Records contained in a dataset
----------------------------------------

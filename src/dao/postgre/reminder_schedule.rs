use chrono::{DateTime, Utc};
use sqlx::error::Error;

use crate::model::{NewReminderSchedule, ReminderSchedule, Table};

impl Table<ReminderSchedule> {
    /// Bulk-creates the rows produced by one expansion run.
    pub async fn insert_many(
        &self,
        rows: Vec<NewReminderSchedule>,
    ) -> Result<u64, Error> {
        const SQL: &str = r#"
        INSERT INTO "reminder_schedule" (
            "title",
            "body",
            "icon",
            "time",
            "subscription_id",
            "user_id",
            "reminder_key"
        )
        VALUES ($1, $2, $3, $4, $5, $6, $7)
        "#;

        let mut inserted = 0;

        for row in rows {
            sqlx::query(SQL)
                .bind(row.title)
                .bind(row.body)
                .bind(row.icon)
                .bind(row.time)
                .bind(row.subscription_id)
                .bind(row.user_id)
                .bind(row.reminder_key)
                .execute(&self.pool)
                .await?;
            inserted += 1;
        }

        Ok(inserted)
    }

    /// Purges the future, not-yet-sent obligations of one reminder. Rows
    /// already sent, and rows whose fire time has passed, stay as history.
    pub async fn delete_future_unsent(
        &self,
        user_id: String,
        reminder_key: String,
        now: DateTime<Utc>,
    ) -> Result<u64, Error> {
        const SQL: &str = r#"
        DELETE FROM "reminder_schedule"
        WHERE
            "user_id" = $1 AND
            "reminder_key" = $2 AND
            "sent" = FALSE AND
            "time" > $3
        "#;

        let result = sqlx::query(SQL)
            .bind(user_id)
            .bind(reminder_key)
            .bind(now)
            .execute(&self.pool)
            .await?;

        Ok(result.rows_affected())
    }

    /// Full cleanup on reminder deletion: sent and unsent, past and future.
    pub async fn delete_by_reminder_key(
        &self,
        user_id: String,
        reminder_key: String,
    ) -> Result<u64, Error> {
        const SQL: &str = r#"
        DELETE FROM "reminder_schedule"
        WHERE
            "user_id" = $1 AND
            "reminder_key" = $2
        "#;

        let result = sqlx::query(SQL)
            .bind(user_id)
            .bind(reminder_key)
            .execute(&self.pool)
            .await?;

        Ok(result.rows_affected())
    }

    /// Due rows for one dispatch pass. Filtering on `sent = FALSE` is what
    /// makes a repeated pass over the same row a no-op.
    pub async fn get_due(
        &self,
        now: DateTime<Utc>,
    ) -> Result<Vec<ReminderSchedule>, Error> {
        const SQL: &str = r#"
        SELECT *
        FROM "reminder_schedule"
        WHERE
            "time" <= $1 AND
            "sent" = FALSE
        ORDER BY "time" ASC
        "#;

        sqlx::query_as(SQL).bind(now).fetch_all(&self.pool).await
    }

    pub async fn mark_sent(&self, id: i64) -> Result<(), Error> {
        const SQL: &str = r#"
        UPDATE "reminder_schedule"
        SET "sent" = TRUE
        WHERE "id" = $1
        "#;

        sqlx::query(SQL).bind(id).execute(&self.pool).await.map(drop)
    }
}
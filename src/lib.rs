pub mod configuration;
pub mod dao;
pub mod error;
pub mod handler;
pub mod helpers;
pub mod model;
pub mod provider;
pub mod push;
pub mod scheduler;
pub mod types;
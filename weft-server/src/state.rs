use crate::card::CardCache;
use crate::tasks::TaskManager;
use std::sync::Arc;
use tracing::{info, warn};
use weft_agent::TurnExecutor;
use weft_core::{AgentConfig, Llm};
use weft_registry::CapabilityRegistry;
use weft_session::SessionStore;

/// Process-wide shared state: each component carries its own internal
/// synchronization, so handlers clone freely.
#[derive(Clone)]
pub struct AppState {
    pub config: Arc<AgentConfig>,
    pub sessions: Arc<SessionStore>,
    pub registry: Arc<CapabilityRegistry>,
    pub tasks: Arc<TaskManager>,
    pub executor: Arc<TurnExecutor>,
    pub card: Arc<CardCache>,
}

impl AppState {
    pub fn new(config: AgentConfig, llm: Arc<dyn Llm>) -> Self {
        let config = Arc::new(config);
        let sessions = Arc::new(SessionStore::new());
        let registry = Arc::new(CapabilityRegistry::new(config.agent_id.clone()));
        let tasks = Arc::new(TaskManager::new());
        let executor = Arc::new(TurnExecutor::new(
            config.clone(),
            llm,
            sessions.clone(),
            registry.clone(),
        ));
        let card = Arc::new(CardCache::new(config.clone(), registry.clone()));
        Self { config, sessions, registry, tasks, executor, card }
    }

    /// Attach the configured boot capabilities through the normal add path.
    /// Failures are logged and skipped; the agent still comes up.
    pub async fn attach_initial_capabilities(&self) {
        for url in &self.config.initial_capability_urls {
            match self.registry.add(url, self.config.turn_deadline()).await {
                Ok(outcome) => {
                    info!(url, kind = ?outcome.kind, functions = outcome.functions.len(),
                        "boot capability attached");
                }
                Err(err) => {
                    warn!(url, error = %err, "boot capability skipped");
                }
            }
        }
    }
}
pub mod card;
pub mod dispatcher;
pub mod state;
pub mod tasks;

pub use card::{build_agent_card, CardCache};
pub use state::AppState;
pub use tasks::{CancelOutcome, Task, TaskManager, TaskStatus};

use axum::routing::{get, post};
use axum::Router;
use std::net::SocketAddr;
use std::time::Duration;
use tower_http::{cors::CorsLayer, trace::TraceLayer};
use tracing::{info, warn};
use weft_a2a::WELL_KNOWN_CARD_PATH;
use weft_core::Result;

/// How long in-flight turns get to finish after a shutdown signal.
const SHUTDOWN_GRACE: Duration = Duration::from_secs(10);

pub fn create_app(state: AppState) -> Router {
    Router::new()
        .route(WELL_KNOWN_CARD_PATH, get(dispatcher::get_agent_card))
        .route("/", post(dispatcher::handle_jsonrpc))
        .route("/health", get(health_check))
        .with_state(state)
        .layer(TraceLayer::new_for_http())
        .layer(CorsLayer::permissive())
}

async fn health_check() -> &'static str {
    "OK"
}

/// Bind, attach boot capabilities, and run until the shutdown signal. After
/// the signal, in-flight turns drain up to a grace deadline, then the server
/// task is aborted and every handle's transport state drops with it.
pub async fn serve(state: AppState) -> Result<()> {
    state.attach_initial_capabilities().await;

    let addr = SocketAddr::from(([0, 0, 0, 0], state.config.port));
    let listener = tokio::net::TcpListener::bind(addr).await?;
    info!(agent_id = %state.config.agent_id, %addr, "agent listening");

    let app = create_app(state);
    let (stop_tx, stop_rx) = tokio::sync::oneshot::channel::<()>();
    let mut server = tokio::spawn(async move {
        axum::serve(listener, app)
            .with_graceful_shutdown(async {
                let _ = stop_rx.await;
            })
            .await
    });

    shutdown_signal().await;
    info!("shutdown requested, draining in-flight turns");
    let _ = stop_tx.send(());

    match tokio::time::timeout(SHUTDOWN_GRACE, &mut server).await {
        Ok(joined) => {
            joined.map_err(std::io::Error::other)??;
        }
        Err(_) => {
            warn!("grace deadline elapsed, aborting remaining work");
            server.abort();
        }
    }
    Ok(())
}

async fn shutdown_signal() {
    let _ = tokio::signal::ctrl_c().await;
}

----------------------------------------

## TASK PROMPT
Using the records above, report each line that contains the word "server" by copying it.

## TASK RESPONSE
filename weft-server/src/state.rs
/// the signal, in-flight turns drain up to a grace deadline, then the server
    let mut server = tokio::spawn(async move {
    match tokio::time::timeout(SHUTDOWN_GRACE, &mut server).await {
            server.abort();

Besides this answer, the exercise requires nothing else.